▶ **AIM OF THE TASK**
Copy each line of the records below, from the first through the one that contains "Some((current, rest)) =>", exactly as written.

Top of SOURCE MATERIAL

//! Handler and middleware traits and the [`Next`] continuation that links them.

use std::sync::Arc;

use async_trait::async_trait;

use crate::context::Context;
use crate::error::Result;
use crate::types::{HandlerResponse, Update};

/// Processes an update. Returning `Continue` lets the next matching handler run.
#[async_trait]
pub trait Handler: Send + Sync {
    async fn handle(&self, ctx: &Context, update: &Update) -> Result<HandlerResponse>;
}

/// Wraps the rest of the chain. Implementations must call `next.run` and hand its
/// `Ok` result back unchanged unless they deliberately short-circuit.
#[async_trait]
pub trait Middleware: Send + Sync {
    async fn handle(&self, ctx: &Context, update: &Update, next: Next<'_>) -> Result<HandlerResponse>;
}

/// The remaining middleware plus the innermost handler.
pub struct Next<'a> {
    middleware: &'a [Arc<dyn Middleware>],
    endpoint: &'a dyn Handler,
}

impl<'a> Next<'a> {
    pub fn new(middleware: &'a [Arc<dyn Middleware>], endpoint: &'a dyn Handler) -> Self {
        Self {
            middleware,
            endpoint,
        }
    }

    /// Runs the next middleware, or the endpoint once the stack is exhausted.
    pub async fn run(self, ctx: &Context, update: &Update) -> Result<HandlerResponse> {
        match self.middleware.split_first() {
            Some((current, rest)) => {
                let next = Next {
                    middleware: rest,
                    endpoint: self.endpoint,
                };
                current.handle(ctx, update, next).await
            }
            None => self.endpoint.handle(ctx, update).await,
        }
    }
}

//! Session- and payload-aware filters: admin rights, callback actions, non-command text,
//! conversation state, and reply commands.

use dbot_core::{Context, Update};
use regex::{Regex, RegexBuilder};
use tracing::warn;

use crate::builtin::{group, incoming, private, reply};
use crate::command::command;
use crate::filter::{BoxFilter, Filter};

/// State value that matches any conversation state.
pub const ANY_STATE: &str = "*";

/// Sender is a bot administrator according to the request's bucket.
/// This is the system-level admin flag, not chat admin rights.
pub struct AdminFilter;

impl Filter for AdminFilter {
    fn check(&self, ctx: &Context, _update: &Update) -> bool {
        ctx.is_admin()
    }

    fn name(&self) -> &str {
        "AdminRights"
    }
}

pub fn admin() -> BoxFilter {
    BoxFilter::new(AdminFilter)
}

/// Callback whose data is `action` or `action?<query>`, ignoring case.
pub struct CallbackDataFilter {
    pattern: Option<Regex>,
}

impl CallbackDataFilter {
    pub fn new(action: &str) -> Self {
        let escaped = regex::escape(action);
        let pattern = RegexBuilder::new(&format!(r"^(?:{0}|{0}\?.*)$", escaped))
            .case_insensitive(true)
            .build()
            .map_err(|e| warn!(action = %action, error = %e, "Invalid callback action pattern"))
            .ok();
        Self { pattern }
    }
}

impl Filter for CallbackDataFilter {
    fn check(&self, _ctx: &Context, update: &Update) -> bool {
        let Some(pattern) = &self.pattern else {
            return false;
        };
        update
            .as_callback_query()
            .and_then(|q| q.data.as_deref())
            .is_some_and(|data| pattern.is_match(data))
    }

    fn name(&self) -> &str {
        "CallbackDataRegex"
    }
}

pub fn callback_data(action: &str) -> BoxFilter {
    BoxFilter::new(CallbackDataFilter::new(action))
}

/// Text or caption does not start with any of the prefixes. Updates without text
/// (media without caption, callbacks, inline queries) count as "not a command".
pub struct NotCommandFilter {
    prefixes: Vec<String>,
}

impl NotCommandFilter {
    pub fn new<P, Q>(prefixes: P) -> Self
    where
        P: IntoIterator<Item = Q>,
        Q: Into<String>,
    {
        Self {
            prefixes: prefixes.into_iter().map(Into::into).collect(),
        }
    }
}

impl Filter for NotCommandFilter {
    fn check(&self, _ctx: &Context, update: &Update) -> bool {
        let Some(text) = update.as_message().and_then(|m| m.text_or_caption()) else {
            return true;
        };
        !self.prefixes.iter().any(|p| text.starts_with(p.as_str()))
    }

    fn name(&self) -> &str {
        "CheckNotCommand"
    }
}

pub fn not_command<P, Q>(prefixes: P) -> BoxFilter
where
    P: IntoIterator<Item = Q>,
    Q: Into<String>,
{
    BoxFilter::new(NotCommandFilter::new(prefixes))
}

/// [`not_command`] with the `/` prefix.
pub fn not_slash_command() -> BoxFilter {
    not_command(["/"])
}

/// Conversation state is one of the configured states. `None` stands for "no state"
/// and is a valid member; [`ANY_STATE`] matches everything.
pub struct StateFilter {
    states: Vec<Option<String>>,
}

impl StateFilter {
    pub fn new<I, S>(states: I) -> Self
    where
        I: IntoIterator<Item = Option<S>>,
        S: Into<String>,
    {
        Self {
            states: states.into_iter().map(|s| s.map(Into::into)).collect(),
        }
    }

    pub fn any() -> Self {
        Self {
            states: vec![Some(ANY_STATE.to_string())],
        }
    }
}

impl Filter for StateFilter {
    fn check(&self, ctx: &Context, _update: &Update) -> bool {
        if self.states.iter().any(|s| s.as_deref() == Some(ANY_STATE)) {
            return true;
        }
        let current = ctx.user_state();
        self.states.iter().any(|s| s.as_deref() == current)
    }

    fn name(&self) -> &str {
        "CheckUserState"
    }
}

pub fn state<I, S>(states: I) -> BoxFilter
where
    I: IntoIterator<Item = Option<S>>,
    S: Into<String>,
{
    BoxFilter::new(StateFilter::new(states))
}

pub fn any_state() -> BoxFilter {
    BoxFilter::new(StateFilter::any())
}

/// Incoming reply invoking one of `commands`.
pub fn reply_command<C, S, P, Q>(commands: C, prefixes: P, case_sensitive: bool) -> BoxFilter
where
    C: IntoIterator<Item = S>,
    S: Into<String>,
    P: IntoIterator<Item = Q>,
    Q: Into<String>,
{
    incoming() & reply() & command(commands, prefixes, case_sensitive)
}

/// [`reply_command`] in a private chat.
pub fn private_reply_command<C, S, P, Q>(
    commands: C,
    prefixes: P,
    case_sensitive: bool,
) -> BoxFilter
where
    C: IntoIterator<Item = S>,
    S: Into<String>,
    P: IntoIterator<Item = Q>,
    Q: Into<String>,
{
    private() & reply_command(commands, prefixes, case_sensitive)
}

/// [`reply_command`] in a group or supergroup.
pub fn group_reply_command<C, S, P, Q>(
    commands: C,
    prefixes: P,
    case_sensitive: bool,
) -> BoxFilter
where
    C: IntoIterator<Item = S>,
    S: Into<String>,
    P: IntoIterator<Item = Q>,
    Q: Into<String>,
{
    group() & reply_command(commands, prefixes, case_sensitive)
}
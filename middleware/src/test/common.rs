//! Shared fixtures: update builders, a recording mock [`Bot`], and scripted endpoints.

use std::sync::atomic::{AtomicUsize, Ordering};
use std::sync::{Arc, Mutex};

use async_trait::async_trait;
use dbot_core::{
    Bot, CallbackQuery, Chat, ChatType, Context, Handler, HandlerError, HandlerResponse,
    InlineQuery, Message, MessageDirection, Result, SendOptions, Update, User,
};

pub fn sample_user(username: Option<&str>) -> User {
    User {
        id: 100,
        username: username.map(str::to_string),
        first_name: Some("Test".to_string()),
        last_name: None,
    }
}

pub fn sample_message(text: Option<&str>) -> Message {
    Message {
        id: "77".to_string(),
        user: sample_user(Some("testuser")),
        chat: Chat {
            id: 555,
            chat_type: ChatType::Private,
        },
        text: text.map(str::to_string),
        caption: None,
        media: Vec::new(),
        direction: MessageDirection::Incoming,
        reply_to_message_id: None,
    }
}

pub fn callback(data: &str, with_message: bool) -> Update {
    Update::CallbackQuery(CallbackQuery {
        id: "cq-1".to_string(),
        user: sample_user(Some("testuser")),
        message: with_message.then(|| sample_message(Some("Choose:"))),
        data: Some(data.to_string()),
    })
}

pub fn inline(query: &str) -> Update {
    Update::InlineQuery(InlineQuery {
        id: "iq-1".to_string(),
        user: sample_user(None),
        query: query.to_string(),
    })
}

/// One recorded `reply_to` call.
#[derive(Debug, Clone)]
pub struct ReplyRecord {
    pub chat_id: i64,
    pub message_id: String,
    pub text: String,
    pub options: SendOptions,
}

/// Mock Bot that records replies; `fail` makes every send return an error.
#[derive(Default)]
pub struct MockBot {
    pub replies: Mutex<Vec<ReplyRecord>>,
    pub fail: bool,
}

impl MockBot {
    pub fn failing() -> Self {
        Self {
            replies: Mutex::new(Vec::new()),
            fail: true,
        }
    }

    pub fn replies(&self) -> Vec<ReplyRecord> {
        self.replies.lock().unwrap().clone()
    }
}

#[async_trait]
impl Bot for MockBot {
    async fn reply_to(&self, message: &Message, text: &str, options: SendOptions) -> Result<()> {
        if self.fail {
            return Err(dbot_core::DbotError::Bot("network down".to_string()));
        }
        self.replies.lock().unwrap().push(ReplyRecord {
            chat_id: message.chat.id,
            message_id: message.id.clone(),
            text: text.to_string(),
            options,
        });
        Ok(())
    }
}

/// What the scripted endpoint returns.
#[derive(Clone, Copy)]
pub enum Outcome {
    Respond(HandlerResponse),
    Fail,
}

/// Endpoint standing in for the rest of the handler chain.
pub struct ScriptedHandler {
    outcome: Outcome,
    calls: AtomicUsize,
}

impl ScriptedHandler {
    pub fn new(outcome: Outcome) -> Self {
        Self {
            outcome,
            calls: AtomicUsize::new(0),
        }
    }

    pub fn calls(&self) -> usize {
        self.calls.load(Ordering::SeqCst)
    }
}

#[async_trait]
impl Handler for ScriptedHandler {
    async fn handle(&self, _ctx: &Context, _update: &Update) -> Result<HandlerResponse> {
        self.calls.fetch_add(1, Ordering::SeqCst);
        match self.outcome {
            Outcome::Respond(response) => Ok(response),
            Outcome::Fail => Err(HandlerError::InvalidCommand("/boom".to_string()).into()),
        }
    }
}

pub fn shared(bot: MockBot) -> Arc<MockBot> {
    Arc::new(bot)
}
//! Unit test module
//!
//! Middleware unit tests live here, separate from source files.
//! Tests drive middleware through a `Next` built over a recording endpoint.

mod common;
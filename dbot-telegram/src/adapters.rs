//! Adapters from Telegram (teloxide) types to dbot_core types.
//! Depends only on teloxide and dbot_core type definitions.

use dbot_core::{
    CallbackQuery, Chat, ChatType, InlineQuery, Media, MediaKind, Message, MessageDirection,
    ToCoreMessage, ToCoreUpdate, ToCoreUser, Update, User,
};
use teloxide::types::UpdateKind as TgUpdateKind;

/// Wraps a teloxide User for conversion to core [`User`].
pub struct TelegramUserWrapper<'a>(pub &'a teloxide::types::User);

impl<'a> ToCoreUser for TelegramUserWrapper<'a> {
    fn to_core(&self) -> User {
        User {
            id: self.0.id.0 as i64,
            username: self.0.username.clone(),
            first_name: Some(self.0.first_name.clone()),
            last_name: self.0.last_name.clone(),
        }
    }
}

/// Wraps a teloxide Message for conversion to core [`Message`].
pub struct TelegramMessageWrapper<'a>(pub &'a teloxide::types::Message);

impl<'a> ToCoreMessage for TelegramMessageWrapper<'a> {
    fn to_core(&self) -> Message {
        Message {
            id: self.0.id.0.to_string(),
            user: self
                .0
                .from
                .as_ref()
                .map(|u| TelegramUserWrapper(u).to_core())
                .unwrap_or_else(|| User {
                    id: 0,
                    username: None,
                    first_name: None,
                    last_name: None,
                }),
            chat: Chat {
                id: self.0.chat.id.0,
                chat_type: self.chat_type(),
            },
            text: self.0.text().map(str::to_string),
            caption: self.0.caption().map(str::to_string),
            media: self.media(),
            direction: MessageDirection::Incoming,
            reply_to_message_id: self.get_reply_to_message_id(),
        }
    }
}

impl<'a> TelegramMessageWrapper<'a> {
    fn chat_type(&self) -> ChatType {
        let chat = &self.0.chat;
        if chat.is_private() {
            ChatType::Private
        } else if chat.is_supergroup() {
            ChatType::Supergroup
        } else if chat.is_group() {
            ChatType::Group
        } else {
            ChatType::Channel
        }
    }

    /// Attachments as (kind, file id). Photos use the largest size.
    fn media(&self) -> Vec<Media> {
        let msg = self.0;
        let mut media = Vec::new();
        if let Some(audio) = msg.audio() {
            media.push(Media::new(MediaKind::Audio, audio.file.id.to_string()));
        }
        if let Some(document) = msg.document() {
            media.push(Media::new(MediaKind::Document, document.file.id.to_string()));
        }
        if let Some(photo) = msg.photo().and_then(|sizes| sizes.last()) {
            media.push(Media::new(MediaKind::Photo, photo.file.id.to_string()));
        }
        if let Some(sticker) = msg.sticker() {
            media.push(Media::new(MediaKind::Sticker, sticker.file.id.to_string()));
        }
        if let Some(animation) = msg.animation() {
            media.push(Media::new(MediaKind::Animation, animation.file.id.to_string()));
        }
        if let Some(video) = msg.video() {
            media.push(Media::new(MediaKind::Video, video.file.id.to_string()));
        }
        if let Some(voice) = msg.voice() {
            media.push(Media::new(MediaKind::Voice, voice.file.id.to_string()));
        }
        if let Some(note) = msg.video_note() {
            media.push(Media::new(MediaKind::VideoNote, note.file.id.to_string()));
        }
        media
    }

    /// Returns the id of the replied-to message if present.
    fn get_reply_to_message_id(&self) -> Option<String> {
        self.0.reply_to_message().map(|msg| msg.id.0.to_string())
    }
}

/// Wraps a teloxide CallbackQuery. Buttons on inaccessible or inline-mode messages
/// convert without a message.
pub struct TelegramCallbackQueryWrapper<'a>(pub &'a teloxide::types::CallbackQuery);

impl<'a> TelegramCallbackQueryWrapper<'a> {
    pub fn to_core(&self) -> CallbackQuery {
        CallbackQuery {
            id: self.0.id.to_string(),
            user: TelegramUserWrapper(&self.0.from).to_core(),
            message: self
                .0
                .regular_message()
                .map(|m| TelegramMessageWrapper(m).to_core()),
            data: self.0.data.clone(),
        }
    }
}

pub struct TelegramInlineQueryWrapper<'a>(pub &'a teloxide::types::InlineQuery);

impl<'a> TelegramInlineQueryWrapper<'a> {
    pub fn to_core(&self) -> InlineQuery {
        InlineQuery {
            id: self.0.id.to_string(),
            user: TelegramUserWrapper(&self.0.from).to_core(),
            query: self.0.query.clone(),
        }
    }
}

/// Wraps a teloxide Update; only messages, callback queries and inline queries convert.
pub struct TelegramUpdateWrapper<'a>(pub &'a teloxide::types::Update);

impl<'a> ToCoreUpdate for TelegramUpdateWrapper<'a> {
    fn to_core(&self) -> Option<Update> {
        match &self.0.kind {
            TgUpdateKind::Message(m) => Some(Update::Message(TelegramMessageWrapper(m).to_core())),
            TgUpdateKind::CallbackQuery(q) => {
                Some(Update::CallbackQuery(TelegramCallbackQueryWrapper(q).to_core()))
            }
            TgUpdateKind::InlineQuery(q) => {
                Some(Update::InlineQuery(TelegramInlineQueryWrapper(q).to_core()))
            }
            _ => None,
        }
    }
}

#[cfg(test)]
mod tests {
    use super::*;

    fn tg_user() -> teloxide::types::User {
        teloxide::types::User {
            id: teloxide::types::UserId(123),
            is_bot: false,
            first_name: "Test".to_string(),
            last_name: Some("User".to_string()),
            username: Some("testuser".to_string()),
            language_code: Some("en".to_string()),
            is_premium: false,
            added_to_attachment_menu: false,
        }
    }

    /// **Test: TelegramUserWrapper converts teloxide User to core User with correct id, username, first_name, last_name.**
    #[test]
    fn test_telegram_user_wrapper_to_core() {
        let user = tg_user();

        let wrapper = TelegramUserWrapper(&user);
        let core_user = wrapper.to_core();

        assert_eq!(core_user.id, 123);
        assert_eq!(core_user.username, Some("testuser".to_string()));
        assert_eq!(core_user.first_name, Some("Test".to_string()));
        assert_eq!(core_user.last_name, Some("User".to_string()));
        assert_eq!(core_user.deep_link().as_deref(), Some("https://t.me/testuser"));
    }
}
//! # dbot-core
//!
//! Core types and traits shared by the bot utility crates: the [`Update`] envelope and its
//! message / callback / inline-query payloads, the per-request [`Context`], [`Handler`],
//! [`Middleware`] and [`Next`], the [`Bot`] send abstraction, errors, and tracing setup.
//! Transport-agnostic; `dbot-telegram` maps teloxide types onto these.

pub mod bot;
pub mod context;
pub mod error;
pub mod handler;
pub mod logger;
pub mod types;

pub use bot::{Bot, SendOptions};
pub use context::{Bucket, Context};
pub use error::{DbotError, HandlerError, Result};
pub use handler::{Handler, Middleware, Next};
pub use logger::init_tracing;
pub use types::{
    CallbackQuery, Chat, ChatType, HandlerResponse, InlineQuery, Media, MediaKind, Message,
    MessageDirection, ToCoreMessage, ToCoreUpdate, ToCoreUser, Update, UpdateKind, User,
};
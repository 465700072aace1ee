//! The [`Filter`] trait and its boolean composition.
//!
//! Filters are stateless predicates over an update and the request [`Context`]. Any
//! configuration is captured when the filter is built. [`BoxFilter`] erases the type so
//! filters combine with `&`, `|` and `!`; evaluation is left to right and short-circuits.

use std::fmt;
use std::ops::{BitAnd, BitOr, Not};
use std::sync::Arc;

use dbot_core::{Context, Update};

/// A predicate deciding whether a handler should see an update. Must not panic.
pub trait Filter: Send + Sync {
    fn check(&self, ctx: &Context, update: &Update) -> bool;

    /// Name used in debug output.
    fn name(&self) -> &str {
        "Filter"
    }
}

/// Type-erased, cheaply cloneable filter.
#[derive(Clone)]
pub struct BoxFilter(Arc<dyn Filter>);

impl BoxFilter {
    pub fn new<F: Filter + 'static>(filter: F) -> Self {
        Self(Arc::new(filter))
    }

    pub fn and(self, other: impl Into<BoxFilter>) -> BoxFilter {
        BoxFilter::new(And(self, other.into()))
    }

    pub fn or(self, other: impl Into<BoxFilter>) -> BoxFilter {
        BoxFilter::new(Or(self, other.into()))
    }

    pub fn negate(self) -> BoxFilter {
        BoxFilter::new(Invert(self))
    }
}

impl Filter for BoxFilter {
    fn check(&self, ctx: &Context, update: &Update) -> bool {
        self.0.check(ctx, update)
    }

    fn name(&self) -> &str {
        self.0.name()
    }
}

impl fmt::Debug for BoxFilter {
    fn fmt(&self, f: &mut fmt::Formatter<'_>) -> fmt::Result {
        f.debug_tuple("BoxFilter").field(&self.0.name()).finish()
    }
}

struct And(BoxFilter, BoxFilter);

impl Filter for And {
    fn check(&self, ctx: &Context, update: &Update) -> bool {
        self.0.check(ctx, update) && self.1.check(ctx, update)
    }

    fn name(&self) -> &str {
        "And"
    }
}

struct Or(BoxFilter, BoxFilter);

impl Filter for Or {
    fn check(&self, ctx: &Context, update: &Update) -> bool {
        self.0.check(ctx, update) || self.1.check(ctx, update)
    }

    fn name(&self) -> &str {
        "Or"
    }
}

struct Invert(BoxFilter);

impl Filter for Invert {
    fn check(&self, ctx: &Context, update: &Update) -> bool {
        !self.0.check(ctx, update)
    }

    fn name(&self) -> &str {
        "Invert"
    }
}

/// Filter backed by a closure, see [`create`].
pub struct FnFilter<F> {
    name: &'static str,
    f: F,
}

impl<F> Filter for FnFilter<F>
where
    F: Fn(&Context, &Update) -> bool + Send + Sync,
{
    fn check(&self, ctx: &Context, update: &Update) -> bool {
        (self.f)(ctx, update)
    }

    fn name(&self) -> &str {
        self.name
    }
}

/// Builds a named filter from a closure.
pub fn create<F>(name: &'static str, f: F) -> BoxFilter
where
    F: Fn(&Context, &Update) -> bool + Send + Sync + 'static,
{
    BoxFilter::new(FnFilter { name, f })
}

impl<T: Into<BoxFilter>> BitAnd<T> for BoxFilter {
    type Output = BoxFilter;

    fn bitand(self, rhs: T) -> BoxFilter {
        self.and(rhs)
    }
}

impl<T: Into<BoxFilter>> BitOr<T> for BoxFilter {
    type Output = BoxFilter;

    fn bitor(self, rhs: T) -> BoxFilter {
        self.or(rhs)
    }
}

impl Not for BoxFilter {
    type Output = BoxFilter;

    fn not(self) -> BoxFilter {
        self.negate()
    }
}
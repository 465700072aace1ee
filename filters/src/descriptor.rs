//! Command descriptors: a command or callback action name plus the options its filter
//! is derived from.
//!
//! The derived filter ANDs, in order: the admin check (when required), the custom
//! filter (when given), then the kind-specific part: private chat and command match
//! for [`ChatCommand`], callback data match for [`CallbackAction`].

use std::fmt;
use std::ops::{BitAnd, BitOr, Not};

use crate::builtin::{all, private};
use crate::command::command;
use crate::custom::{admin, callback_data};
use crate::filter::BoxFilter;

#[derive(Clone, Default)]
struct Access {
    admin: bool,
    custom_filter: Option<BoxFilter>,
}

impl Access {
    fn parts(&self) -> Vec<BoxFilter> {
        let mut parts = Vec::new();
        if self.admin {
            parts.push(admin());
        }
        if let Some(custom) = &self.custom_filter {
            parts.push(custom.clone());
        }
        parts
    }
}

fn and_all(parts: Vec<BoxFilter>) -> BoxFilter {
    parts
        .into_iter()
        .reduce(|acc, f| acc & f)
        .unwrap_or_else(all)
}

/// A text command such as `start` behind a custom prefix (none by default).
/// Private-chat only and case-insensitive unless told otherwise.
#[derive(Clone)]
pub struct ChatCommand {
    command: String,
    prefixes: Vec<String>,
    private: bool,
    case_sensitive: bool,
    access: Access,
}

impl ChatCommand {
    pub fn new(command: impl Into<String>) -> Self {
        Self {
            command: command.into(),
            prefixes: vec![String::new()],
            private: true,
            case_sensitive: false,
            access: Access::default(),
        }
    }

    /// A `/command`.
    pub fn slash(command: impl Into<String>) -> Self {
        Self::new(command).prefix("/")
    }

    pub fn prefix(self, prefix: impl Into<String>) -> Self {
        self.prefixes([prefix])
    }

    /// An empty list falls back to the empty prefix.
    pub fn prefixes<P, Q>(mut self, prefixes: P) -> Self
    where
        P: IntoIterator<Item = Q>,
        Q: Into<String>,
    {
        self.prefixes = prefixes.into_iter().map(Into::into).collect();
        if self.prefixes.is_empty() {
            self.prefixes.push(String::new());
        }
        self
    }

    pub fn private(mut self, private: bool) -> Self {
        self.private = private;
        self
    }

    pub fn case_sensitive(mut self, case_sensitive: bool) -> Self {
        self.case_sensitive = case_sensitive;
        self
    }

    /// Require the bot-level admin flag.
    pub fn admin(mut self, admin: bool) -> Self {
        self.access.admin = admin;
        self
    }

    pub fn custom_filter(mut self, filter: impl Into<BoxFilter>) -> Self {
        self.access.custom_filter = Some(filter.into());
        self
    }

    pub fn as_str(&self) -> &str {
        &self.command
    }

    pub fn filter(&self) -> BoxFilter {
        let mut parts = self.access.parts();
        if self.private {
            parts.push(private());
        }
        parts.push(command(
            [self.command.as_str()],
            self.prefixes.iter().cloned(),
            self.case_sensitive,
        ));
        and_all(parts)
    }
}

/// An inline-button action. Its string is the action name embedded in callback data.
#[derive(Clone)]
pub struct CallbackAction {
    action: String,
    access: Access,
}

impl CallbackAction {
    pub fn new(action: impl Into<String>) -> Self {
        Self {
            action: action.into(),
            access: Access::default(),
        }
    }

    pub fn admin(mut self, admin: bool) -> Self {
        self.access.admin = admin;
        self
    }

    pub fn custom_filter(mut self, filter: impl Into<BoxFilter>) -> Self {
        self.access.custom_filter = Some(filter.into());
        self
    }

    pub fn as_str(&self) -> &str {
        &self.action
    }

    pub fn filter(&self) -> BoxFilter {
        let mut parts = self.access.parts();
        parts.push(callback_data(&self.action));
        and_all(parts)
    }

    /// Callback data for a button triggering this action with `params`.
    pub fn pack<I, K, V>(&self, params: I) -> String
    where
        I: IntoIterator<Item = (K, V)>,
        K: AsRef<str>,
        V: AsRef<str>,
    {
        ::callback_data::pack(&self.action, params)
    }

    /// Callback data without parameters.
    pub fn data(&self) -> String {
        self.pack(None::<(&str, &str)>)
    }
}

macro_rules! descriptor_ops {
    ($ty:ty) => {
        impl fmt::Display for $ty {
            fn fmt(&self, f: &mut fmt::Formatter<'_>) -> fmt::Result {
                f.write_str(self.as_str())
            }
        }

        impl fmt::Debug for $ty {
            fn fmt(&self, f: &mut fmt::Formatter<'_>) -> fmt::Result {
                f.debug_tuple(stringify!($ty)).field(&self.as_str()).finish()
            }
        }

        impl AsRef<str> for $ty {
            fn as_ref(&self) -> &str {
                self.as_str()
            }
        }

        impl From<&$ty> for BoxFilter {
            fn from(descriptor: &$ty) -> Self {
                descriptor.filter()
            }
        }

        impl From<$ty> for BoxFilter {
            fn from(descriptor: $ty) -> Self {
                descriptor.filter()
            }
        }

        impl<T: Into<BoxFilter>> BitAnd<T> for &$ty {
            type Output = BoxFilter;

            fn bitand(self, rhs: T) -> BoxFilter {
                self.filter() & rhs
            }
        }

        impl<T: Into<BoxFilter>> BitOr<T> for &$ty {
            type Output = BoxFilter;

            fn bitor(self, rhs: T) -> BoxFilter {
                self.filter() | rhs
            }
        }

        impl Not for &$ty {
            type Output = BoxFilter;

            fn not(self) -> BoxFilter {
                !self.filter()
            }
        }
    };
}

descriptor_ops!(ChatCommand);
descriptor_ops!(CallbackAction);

Bottom of SOURCE MATERIAL

▶ **RESPONSE**
//! Handler and middleware traits and the [`Next`] continuation that links them.

use std::sync::Arc;

use async_trait::async_trait;

use crate::context::Context;
use crate::error::Result;
use crate::types::{HandlerResponse, Update};

/// Processes an update. Returning `Continue` lets the next matching handler run.
#[async_trait]
pub trait Handler: Send + Sync {
    async fn handle(&self, ctx: &Context, update: &Update) -> Result<HandlerResponse>;
}

/// Wraps the rest of the chain. Implementations must call `next.run` and hand its
/// `Ok` result back unchanged unless they deliberately short-circuit.
#[async_trait]
pub trait Middleware: Send + Sync {
    async fn handle(&self, ctx: &Context, update: &Update, next: Next<'_>) -> Result<HandlerResponse>;
}

/// The remaining middleware plus the innermost handler.
pub struct Next<'a> {
    middleware: &'a [Arc<dyn Middleware>],
    endpoint: &'a dyn Handler,
}

impl<'a> Next<'a> {
    pub fn new(middleware: &'a [Arc<dyn Middleware>], endpoint: &'a dyn Handler) -> Self {
        Self {
            middleware,
            endpoint,
        }
    }

    /// Runs the next middleware, or the endpoint once the stack is exhausted.
    pub async fn run(self, ctx: &Context, update: &Update) -> Result<HandlerResponse> {
        match self.middleware.split_first() {
            Some((current, rest)) => {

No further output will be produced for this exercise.